_The records_
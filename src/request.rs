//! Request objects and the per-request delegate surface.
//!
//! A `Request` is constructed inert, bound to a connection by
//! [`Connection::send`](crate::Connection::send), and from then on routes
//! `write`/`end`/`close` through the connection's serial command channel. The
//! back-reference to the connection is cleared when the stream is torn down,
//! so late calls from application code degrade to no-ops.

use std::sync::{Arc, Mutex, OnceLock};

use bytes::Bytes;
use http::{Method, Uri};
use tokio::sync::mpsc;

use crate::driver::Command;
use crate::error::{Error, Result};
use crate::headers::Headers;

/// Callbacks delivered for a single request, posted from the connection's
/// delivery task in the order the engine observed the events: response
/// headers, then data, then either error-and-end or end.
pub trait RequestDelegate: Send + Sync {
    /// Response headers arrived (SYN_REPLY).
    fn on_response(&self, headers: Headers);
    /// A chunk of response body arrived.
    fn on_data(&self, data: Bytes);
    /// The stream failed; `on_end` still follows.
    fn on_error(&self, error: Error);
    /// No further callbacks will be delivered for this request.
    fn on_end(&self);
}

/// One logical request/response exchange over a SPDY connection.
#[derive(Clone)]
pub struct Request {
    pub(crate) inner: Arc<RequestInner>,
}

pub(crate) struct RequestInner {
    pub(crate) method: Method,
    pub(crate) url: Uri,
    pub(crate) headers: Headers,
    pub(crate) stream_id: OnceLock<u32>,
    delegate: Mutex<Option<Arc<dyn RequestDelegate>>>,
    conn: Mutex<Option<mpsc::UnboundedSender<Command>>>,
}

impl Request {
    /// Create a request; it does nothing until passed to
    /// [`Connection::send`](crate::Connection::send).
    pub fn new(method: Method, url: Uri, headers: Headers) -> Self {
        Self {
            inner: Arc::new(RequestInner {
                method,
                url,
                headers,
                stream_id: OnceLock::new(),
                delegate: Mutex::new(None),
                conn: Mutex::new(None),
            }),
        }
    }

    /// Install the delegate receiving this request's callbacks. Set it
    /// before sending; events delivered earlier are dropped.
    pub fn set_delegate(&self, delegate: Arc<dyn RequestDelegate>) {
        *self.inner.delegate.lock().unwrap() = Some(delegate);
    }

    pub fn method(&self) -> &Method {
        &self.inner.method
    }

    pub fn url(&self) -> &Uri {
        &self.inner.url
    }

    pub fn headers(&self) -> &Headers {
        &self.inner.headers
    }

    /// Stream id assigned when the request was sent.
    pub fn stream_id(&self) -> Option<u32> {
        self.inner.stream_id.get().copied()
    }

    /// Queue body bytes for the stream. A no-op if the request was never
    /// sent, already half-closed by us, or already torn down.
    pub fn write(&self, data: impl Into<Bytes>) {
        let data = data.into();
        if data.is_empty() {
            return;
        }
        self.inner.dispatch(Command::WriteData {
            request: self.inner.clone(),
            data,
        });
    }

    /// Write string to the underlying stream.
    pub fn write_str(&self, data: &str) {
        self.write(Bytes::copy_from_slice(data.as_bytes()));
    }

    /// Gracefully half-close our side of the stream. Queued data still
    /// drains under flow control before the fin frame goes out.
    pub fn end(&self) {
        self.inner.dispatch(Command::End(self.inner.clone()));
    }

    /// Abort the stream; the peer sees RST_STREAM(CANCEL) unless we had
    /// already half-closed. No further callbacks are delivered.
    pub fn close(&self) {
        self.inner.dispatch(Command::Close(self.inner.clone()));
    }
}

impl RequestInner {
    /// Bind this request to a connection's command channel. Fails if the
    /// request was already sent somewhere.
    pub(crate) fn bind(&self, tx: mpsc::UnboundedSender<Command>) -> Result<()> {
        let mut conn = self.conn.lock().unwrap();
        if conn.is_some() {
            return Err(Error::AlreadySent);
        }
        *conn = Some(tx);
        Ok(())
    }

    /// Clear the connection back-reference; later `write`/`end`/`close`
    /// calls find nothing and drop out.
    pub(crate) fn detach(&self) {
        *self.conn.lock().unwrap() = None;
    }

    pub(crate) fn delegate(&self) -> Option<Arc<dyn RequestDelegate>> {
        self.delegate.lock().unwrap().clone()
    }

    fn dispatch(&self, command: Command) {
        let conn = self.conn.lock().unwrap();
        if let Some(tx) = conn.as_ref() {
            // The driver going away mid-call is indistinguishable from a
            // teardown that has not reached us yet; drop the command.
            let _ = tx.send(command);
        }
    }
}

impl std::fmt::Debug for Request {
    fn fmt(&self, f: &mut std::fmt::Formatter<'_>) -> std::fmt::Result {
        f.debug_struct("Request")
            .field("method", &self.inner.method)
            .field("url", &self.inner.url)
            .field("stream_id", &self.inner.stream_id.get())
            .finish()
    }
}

_What is expected_
Working from the material above, reproduce it in full and unchanged.

_The answer_
filename src/request.rs
//! Request objects and the per-request delegate surface.
//!
//! A `Request` is constructed inert, bound to a connection by
//! [`Connection::send`](crate::Connection::send), and from then on routes
//! `write`/`end`/`close` through the connection's serial command channel. The
//! back-reference to the connection is cleared when the stream is torn down,
//! so late calls from application code degrade to no-ops.

use std::sync::{Arc, Mutex, OnceLock};

use bytes::Bytes;
use http::{Method, Uri};
use tokio::sync::mpsc;

use crate::driver::Command;
use crate::error::{Error, Result};
use crate::headers::Headers;

/// Callbacks delivered for a single request, posted from the connection's
/// delivery task in the order the engine observed the events: response
/// headers, then data, then either error-and-end or end.
pub trait RequestDelegate: Send + Sync {
    /// Response headers arrived (SYN_REPLY).
    fn on_response(&self, headers: Headers);
    /// A chunk of response body arrived.
    fn on_data(&self, data: Bytes);
    /// The stream failed; `on_end` still follows.
    fn on_error(&self, error: Error);
    /// No further callbacks will be delivered for this request.
    fn on_end(&self);
}

/// One logical request/response exchange over a SPDY connection.
#[derive(Clone)]
pub struct Request {
    pub(crate) inner: Arc<RequestInner>,
}

pub(crate) struct RequestInner {
    pub(crate) method: Method,
    pub(crate) url: Uri,
    pub(crate) headers: Headers,
    pub(crate) stream_id: OnceLock<u32>,
    delegate: Mutex<Option<Arc<dyn RequestDelegate>>>,
    conn: Mutex<Option<mpsc::UnboundedSender<Command>>>,
}

impl Request {
    /// Create a request; it does nothing until passed to
    /// [`Connection::send`](crate::Connection::send).
    pub fn new(method: Method, url: Uri, headers: Headers) -> Self {
        Self {
            inner: Arc::new(RequestInner {
                method,
                url,
                headers,
                stream_id: OnceLock::new(),
                delegate: Mutex::new(None),
                conn: Mutex::new(None),
            }),
        }
    }

    /// Install the delegate receiving this request's callbacks. Set it
    /// before sending; events delivered earlier are dropped.
    pub fn set_delegate(&self, delegate: Arc<dyn RequestDelegate>) {
        *self.inner.delegate.lock().unwrap() = Some(delegate);
    }

    pub fn method(&self) -> &Method {
        &self.inner.method
    }

    pub fn url(&self) -> &Uri {
        &self.inner.url
    }

    pub fn headers(&self) -> &Headers {
        &self.inner.headers
    }

    /// Stream id assigned when the request was sent.
    pub fn stream_id(&self) -> Option<u32> {
        self.inner.stream_id.get().copied()
    }

    /// Queue body bytes for the stream. A no-op if the request was never
    /// sent, already half-closed by us, or already torn down.
    pub fn write(&self, data: impl Into<Bytes>) {
        let data = data.into();
        if data.is_empty() {
            return;
        }
        self.inner.dispatch(Command::WriteData {
            request: self.inner.clone(),
            data,
        });
    }

    /// Write string to the underlying stream.
    pub fn write_str(&self, data: &str) {
        self.write(Bytes::copy_from_slice(data.as_bytes()));
    }

    /// Gracefully half-close our side of the stream. Queued data still
    /// drains under flow control before the fin frame goes out.
    pub fn end(&self) {
        self.inner.dispatch(Command::End(self.inner.clone()));
    }

    /// Abort the stream; the peer sees RST_STREAM(CANCEL) unless we had
    /// already half-closed. No further callbacks are delivered.
    pub fn close(&self) {
        self.inner.dispatch(Command::Close(self.inner.clone()));
    }
}

impl RequestInner {
    /// Bind this request to a connection's command channel. Fails if the
    /// request was already sent somewhere.
    pub(crate) fn bind(&self, tx: mpsc::UnboundedSender<Command>) -> Result<()> {
        let mut conn = self.conn.lock().unwrap();
        if conn.is_some() {
            return Err(Error::AlreadySent);
        }
        *conn = Some(tx);
        Ok(())
    }

    /// Clear the connection back-reference; later `write`/`end`/`close`
    /// calls find nothing and drop out.
    pub(crate) fn detach(&self) {
        *self.conn.lock().unwrap() = None;
    }

    pub(crate) fn delegate(&self) -> Option<Arc<dyn RequestDelegate>> {
        self.delegate.lock().unwrap().clone()
    }

    fn dispatch(&self, command: Command) {
        let conn = self.conn.lock().unwrap();
        if let Some(tx) = conn.as_ref() {
            // The driver going away mid-call is indistinguishable from a
            // teardown that has not reached us yet; drop the command.
            let _ = tx.send(command);
        }
    }
}

impl std::fmt::Debug for Request {
    fn fmt(&self, f: &mut std::fmt::Formatter<'_>) -> std::fmt::Result {
        f.debug_struct("Request")
            .field("method", &self.inner.method)
            .field("url", &self.inner.url)
            .field("stream_id", &self.inner.stream_id.get())
            .finish()
    }
}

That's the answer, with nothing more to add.